# Canna-Pet Offers Relief to Pets Naturally With CBD-Based Treatments



## Petguide.com (May 6, 2013)

Cannabinoid-based (CBD) products are a godsend to pet parents looking to treat their pets naturally and effectively. Leading the way is Canna-Pets, a pioneer of cannabinoid nutrition for pets.

The pet care industry is seeing a boom of holistic, natural products for pets. As more people want to align the diets and supplements they have for their pets with ones they have for themselves, it only makes sense. And now that cannabinoid-based (CBD) products are increasingly finding acceptance within our medical treatments, it’s logical that the same holds true for pet. But long before the trend took hold, there was Canna-Pet–a leading innovator in the CBD-based pet product industry.

We’re big proponents of CBD and the benefits it offers both humans and pets. And when we were offered the chance to talk with Canna-Pet spokesperson Samantha Wormser about what makes the company tick and what makes them so special.

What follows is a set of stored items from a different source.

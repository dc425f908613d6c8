//! Detection sources and the priority-ordered meeting detector
//!
//! Each conferencing backend is one source implementing [`MeetingSource`].
//! The detector probes them in priority order; the first active source wins
//! and supplies the label for what was detected.

use async_trait::async_trait;
use thiserror::Error;

use crate::domain::detection::{is_meeting_room_url, ActiveMeeting, MeetingKind, SourceReport};

use super::ports::{
    ProcessInspector, ProcessQueryError, TabInspector, TabQueryError, WindowInspector,
    WindowQueryError,
};

/// Errors from probing a detection source
#[derive(Debug, Clone, Error)]
pub enum DetectionError {
    #[error(transparent)]
    Process(#[from] ProcessQueryError),

    #[error(transparent)]
    Window(#[from] WindowQueryError),

    #[error(transparent)]
    Tabs(#[from] TabQueryError),
}

/// A single detection backend
#[async_trait]
pub trait MeetingSource: Send + Sync {
    /// Which backend this source detects
    fn kind(&self) -> MeetingKind;

    /// Observe the desktop once and report what this source sees
    async fn probe(&self) -> Result<SourceReport, DetectionError>;
}

/// Zoom detection via the client's window titles.
///
/// Zoom keeps running between meetings, so a running process alone is not a
/// meeting. A window title containing a meeting marker is; so is any window
/// whose name is not one of the known idle names (the home window is titled
/// just "Zoom" or "Zoom Workplace").
pub struct ZoomWindowSource<P, W> {
    process: P,
    windows: W,
    process_name: String,
    meeting_markers: Vec<String>,
    idle_windows: Vec<String>,
}

impl<P, W> ZoomWindowSource<P, W> {
    pub fn new(
        process: P,
        windows: W,
        process_name: impl Into<String>,
        meeting_markers: Vec<String>,
        idle_windows: Vec<String>,
    ) -> Self {
        Self {
            process,
            windows,
            process_name: process_name.into(),
            meeting_markers,
            idle_windows,
        }
    }
}

#[async_trait]
impl<P, W> MeetingSource for ZoomWindowSource<P, W>
where
    P: ProcessInspector,
    W: WindowInspector,
{
    fn kind(&self) -> MeetingKind {
        MeetingKind::Zoom
    }

    async fn probe(&self) -> Result<SourceReport, DetectionError> {
        if !self.process.is_running(&self.process_name).await? {
            return Ok(SourceReport::HostAbsent);
        }

        let titles = self.windows.window_titles(&self.process_name).await?;

        for title in &titles {
            let lower = title.to_lowercase();
            if self.meeting_markers.iter().any(|m| lower.contains(m)) {
                return Ok(SourceReport::Active(ActiveMeeting::new(
                    MeetingKind::Zoom,
                    title.clone(),
                )));
            }
        }

        // No marker hit: a window that is not the idle/home window still
        // indicates a meeting
        for title in &titles {
            let lower = title.to_lowercase();
            if !lower.is_empty() && !self.idle_windows.iter().any(|w| *w == lower) {
                return Ok(SourceReport::Active(ActiveMeeting::new(
                    MeetingKind::Zoom,
                    title.clone(),
                )));
            }
        }

        Ok(SourceReport::Idle)
    }
}

/// Google Meet detection via browser tab URLs.
///
/// A Meet tab counts only when its URL is a meeting room; the landing page,
/// the "create new meeting" flow, and the lookup page do not.
pub struct MeetTabSource<P, T> {
    process: P,
    tabs: T,
    browser_app_name: String,
    url_markers: Vec<String>,
    excluded_paths: Vec<String>,
}

impl<P, T> MeetTabSource<P, T> {
    pub fn new(
        process: P,
        tabs: T,
        browser_app_name: impl Into<String>,
        url_markers: Vec<String>,
        excluded_paths: Vec<String>,
    ) -> Self {
        Self {
            process,
            tabs,
            browser_app_name: browser_app_name.into(),
            url_markers,
            excluded_paths,
        }
    }
}

#[async_trait]
impl<P, T> MeetingSource for MeetTabSource<P, T>
where
    P: ProcessInspector,
    T: TabInspector,
{
    fn kind(&self) -> MeetingKind {
        MeetingKind::GoogleMeet
    }

    async fn probe(&self) -> Result<SourceReport, DetectionError> {
        // Probing tabs of a browser that is not running would launch it
        if !self.process.is_running(&self.browser_app_name).await? {
            return Ok(SourceReport::HostAbsent);
        }

        let tabs = self.tabs.tabs(&self.browser_app_name).await?;

        for tab in &tabs {
            if is_meeting_room_url(&tab.url, &self.url_markers, &self.excluded_paths) {
                let label = if tab.title.is_empty() {
                    tab.url.clone()
                } else {
                    tab.title.clone()
                };
                return Ok(SourceReport::Active(ActiveMeeting::new(
                    MeetingKind::GoogleMeet,
                    label,
                )));
            }
        }

        Ok(SourceReport::Idle)
    }
}

/// A source probe that failed this tick; treated as "not active"
#[derive(Debug)]
pub struct SourceFailure {
    pub kind: MeetingKind,
    pub error: DetectionError,
}

/// What the detector saw across all sources on one tick
#[derive(Debug, Default)]
pub struct Observation {
    pub tick: crate::domain::TickObservation,
    pub failures: Vec<SourceFailure>,
}

/// Priority-ordered set of detection sources
pub struct MeetingDetector {
    sources: Vec<Box<dyn MeetingSource>>,
}

impl MeetingDetector {
    /// Create a detector; sources are probed in the order given
    pub fn new(sources: Vec<Box<dyn MeetingSource>>) -> Self {
        Self { sources }
    }

    /// Probe all sources once.
    ///
    /// The first source reporting active short-circuits the rest. A probe
    /// error is recorded as a failure and treated as "not active" for that
    /// tick; it never propagates.
    pub async fn observe(&self) -> Observation {
        let mut observation = Observation::default();

        for source in &self.sources {
            match source.probe().await {
                Ok(SourceReport::Active(meeting)) => {
                    observation.tick.detected = Some(meeting);
                    break;
                }
                Ok(SourceReport::Idle) => {}
                Ok(SourceReport::HostAbsent) => {
                    observation.tick.absent_hosts.push(source.kind());
                }
                Err(error) => {
                    observation.failures.push(SourceFailure {
                        kind: source.kind(),
                        error,
                    });
                }
            }
        }

        observation
    }
}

*Question: Samantha, often pet parents interested in using CBD products will meet resistance from veterinarians. I had this experience personally when I first mentioned a CBD-based product to a veterinarian friend, who cited a lack of research about efficacy. What are you doing to help remedy that?
*
*Answer*: Canna-Pet, in conjunction with prestigious the Auburn University School of Veterinary Medicine, is working to fill that research gap. Auburn has been using and researching Canna-Pet products for over two years, with great success in many different areas and published research on the horizon. Though our products are recommended by some of the top veterinarians in the country, we realize that vets (and pet owners) want more research on the efficacy of products.

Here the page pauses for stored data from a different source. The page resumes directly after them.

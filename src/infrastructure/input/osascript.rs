//! osascript input adapter for macOS
//!
//! Delivers the shortcut as a System Events `key code` event. Requires the
//! Accessibility permission; without it osascript exits non-zero.

use async_trait::async_trait;

use crate::application::ports::{InputError, InputSender, Modifier, Shortcut};
use crate::infrastructure::osascript::{self, OsascriptError};

/// macOS input adapter using `osascript` + System Events
pub struct OsascriptInputSender;

impl OsascriptInputSender {
    /// Create a new osascript input adapter
    pub fn new() -> Self {
        Self
    }
}

impl Default for OsascriptInputSender {
    fn default() -> Self {
        Self::new()
    }
}

/// macOS virtual key code for a character (ANSI layout)
fn key_code(key: char) -> Option<u8> {
    let code = match key.to_ascii_lowercase() {
        'a' => 0,
        's' => 1,
        'd' => 2,
        'f' => 3,
        'h' => 4,
        'g' => 5,
        'z' => 6,
        'x' => 7,
        'c' => 8,
        'v' => 9,
        'b' => 11,
        'q' => 12,
        'w' => 13,
        'e' => 14,
        'r' => 15,
        'y' => 16,
        't' => 17,
        '1' => 18,
        '2' => 19,
        '3' => 20,
        '4' => 21,
        '6' => 22,
        '5' => 23,
        '9' => 25,
        '7' => 26,
        '8' => 28,
        '0' => 29,
        'o' => 31,
        'u' => 32,
        'i' => 34,
        'p' => 35,
        'l' => 37,
        'j' => 38,
        'k' => 40,
        'n' => 45,
        'm' => 46,
        _ => return None,
    };
    Some(code)
}

const fn modifier_clause(modifier: Modifier) -> &'static str {
    match modifier {
        Modifier::Command => "command down",
        Modifier::Shift => "shift down",
        Modifier::Control => "control down",
        Modifier::Option => "option down",
    }
}

fn build_script(shortcut: &Shortcut) -> Result<String, InputError> {
    let code = key_code(shortcut.key).ok_or_else(|| {
        InputError::SendFailed(format!("no macOS key code for '{}'", shortcut.key))
    })?;

    if shortcut.modifiers.is_empty() {
        return Ok(format!(
            "tell application \"System Events\" to key code {}",
            code
        ));
    }

    let using = shortcut
        .modifiers
        .iter()
        .map(|m| modifier_clause(*m))
        .collect::<Vec<_>>()
        .join(", ");

    Ok(format!(
        "tell application \"System Events\" to key code {} using {{{}}}",
        code, using
    ))
}

#[async_trait]
impl InputSender for OsascriptInputSender {
    async fn send(&self, shortcut: &Shortcut) -> Result<(), InputError> {
        let script = build_script(shortcut)?;

        osascript::run(&script).await.map_err(|e| match e {
            OsascriptError::NotFound => InputError::ToolNotFound("osascript".to_string()),
            OsascriptError::Failed(message) => InputError::SendFailed(message),
        })?;

        Ok(())
    }
}

#[cfg(test)]
mod tests {
    use super::*;

    #[test]
    fn key_code_for_letters() {
        assert_eq!(key_code('z'), Some(6));
        assert_eq!(key_code('Z'), Some(6));
        assert_eq!(key_code('a'), Some(0));
    }

    #[test]
    fn key_code_unknown_character() {
        assert_eq!(key_code('!'), None);
        assert_eq!(key_code(' '), None);
    }

    #[test]
    fn script_for_recorder_shortcut() {
        let shortcut = Shortcut::new('z', vec![Modifier::Command, Modifier::Shift]);
        let script = build_script(&shortcut).unwrap();
        assert_eq!(
            script,
            "tell application \"System Events\" to key code 6 using {command down, shift down}"
        );
    }

    #[test]
    fn script_without_modifiers() {
        let shortcut = Shortcut::new('a', vec![]);
        let script = build_script(&shortcut).unwrap();
        assert_eq!(script, "tell application \"System Events\" to key code 0");
    }

    #[test]
    fn script_for_unmapped_key_fails() {
        let shortcut = Shortcut::new('!', vec![]);
        assert!(build_script(&shortcut).is_err());
    }
}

*Question: How did Canna-Pet come to be?*

*Answer*: Canna-Pet was originally founded by Dan Goldfarb, who at the time, was just a man who loved saving animals–particularly his own rescue cats. Time and time again, he found himself losing pets to illness and disease and he was tired of it. An MIT graduate, Dan began studying cannabinoid-based treatment. He spent years researching everything he could and eventually began seeing results from a treatment he designed for his ailing cat Mariano. Mariano suffered from a plethora of situations including IBS, which when treated with pharmaceuticals, made his hair fall out. Dan created a formula for Mariano, and when Dan saw success, realized he could possibly help other animals, and he started sharing his product with other friends whose pets had issues.

Word spread, as everything from anxiety to pain relief was seen in so many pets, and Dan realized he could make a difference in the lives of animals he so dearly loved. He says that until there are no animals to treat or cure, Canna-Pet’s work is not done, and we continue to research and create products that enrich the lives of our pets.











*Question: So, this is not typical ‘pot’ for your pet, is it?
*
*Answer:* No! Definitely not! Canna-Pet uses the stalks and stems of organic, non-GMO industrial hemp–it’s not your average Mary Jane. Because we’ve found through the work done at Auburn that animals don’t respond well to THC (the hallucinogenic property of basic marijuana), we’re not looking for Canna-Pet to be ‘something that takes the edge off’ in pets. Rather, we are relying on science and the already published pieces on the efficacy of products containing CBD and terpenes. Terpenes are found in herbs, fruits, plants and even breast milk, not just cannabis, and offer many powerful health benefits without the adverse hallucinogenic issues that THC can bring. In a world of superbugs, terpenes bring antimicrobial properties that fight microorganisms that don’t respond to antibiotics. It’s this combined power that we believe sets Canna-Pet apart from other competitors.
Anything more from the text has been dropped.